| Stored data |
◆ ◆ ◆ ◆ ◆
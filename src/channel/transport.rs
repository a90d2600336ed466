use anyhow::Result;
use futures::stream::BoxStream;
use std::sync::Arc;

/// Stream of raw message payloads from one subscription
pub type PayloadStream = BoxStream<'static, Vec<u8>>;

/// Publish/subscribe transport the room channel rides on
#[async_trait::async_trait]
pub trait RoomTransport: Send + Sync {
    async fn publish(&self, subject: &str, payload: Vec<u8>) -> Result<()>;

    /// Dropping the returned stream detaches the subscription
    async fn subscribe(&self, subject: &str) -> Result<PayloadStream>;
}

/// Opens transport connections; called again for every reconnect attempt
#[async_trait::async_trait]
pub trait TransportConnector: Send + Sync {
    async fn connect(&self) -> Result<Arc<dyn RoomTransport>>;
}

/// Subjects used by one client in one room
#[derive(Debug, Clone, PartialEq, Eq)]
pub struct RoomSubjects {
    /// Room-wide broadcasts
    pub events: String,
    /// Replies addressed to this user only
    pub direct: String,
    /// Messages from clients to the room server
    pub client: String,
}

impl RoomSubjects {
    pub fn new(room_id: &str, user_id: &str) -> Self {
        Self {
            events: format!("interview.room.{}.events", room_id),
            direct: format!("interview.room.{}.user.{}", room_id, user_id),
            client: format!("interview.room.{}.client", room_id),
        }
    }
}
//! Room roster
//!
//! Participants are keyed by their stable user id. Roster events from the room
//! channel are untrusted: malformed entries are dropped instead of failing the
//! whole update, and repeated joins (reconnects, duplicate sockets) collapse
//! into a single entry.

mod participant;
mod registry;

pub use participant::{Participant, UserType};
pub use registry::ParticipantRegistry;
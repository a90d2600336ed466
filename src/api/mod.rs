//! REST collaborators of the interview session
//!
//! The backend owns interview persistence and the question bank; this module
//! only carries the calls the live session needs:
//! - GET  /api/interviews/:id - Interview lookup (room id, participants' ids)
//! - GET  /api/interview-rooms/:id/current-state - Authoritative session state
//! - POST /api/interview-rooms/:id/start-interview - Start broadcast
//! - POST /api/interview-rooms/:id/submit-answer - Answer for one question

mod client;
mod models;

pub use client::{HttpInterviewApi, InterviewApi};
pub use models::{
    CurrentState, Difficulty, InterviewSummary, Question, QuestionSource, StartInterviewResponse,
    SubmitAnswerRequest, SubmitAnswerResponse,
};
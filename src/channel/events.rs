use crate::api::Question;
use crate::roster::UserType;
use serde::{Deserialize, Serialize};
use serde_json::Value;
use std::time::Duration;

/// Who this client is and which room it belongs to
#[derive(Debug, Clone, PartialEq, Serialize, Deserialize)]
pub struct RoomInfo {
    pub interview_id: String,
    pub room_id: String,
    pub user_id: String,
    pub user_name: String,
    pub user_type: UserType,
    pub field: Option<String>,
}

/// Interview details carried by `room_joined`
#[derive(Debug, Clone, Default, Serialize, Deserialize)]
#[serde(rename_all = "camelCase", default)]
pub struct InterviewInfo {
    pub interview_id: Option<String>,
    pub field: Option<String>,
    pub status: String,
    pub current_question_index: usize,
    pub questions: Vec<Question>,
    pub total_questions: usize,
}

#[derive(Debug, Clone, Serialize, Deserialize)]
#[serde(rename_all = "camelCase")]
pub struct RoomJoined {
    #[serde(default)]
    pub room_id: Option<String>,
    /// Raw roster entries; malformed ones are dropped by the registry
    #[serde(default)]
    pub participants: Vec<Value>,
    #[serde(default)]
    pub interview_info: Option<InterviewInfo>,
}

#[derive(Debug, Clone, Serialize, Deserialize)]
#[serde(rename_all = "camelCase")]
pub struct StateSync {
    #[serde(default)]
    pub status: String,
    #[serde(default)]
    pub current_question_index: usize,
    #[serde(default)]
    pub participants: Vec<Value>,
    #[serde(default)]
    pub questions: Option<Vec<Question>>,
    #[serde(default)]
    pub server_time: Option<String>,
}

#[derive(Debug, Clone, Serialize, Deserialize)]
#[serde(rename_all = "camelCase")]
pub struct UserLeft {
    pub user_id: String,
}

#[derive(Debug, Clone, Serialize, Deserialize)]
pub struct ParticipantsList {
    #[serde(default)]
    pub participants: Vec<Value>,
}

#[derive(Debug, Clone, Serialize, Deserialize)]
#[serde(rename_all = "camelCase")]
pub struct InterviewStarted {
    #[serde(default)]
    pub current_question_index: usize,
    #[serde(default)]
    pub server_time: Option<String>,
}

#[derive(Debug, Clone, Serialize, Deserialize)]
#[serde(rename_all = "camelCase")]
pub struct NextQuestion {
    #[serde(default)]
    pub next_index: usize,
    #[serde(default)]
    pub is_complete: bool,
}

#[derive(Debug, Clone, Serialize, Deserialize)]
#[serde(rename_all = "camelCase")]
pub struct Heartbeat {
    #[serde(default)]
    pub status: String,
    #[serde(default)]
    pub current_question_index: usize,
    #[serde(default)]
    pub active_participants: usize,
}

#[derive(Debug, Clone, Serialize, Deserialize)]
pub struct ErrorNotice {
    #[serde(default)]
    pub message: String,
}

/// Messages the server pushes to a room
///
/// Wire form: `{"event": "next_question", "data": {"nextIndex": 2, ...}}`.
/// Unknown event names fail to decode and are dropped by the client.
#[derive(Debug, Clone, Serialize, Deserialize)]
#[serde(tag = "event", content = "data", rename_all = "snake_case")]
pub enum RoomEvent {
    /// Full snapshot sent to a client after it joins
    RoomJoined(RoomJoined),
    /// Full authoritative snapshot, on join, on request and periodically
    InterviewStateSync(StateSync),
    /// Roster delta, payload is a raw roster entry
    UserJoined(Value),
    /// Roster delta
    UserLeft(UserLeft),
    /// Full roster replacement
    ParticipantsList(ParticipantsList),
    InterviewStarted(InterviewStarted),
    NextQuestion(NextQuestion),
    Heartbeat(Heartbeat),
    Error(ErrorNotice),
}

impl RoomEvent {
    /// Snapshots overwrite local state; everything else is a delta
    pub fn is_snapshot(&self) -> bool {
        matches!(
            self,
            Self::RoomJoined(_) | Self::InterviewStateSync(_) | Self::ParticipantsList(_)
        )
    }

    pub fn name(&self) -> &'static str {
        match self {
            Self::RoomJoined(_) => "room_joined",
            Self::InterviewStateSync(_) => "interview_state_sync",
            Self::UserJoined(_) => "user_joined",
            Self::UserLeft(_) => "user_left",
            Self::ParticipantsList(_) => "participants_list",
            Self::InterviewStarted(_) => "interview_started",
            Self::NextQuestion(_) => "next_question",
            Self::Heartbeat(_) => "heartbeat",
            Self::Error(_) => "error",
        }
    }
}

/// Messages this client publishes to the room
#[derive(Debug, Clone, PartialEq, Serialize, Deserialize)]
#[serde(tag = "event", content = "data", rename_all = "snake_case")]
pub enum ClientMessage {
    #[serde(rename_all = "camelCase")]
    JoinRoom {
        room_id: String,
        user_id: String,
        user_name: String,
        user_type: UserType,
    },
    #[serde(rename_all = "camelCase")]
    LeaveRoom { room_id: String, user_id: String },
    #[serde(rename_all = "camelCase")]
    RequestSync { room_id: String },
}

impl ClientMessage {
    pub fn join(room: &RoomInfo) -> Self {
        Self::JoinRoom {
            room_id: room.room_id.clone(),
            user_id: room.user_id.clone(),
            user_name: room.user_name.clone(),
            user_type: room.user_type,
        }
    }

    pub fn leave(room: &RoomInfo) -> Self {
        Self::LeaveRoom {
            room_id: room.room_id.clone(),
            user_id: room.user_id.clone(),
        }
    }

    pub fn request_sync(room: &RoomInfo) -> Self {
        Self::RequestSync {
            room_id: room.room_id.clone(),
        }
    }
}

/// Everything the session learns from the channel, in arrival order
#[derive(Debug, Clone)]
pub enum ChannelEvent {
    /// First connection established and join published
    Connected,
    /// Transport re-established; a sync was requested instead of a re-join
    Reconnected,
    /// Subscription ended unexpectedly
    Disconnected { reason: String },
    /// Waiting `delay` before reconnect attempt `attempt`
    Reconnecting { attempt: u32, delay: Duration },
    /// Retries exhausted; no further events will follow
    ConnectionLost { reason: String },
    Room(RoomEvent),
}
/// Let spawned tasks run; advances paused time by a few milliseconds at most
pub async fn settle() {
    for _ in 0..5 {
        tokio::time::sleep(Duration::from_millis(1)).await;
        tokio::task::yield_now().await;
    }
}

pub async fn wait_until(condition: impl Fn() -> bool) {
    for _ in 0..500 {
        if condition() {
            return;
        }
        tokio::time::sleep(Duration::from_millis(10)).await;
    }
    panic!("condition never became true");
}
◆ ◆ ◆ ◆ ◆
| Task description |
Report each line in the entries where the string "tokio" occurs.

| Written solution |
        tokio::time::sleep(Duration::from_millis(1)).await;
        tokio::task::yield_now().await;
        tokio::time::sleep(Duration::from_millis(10)).await;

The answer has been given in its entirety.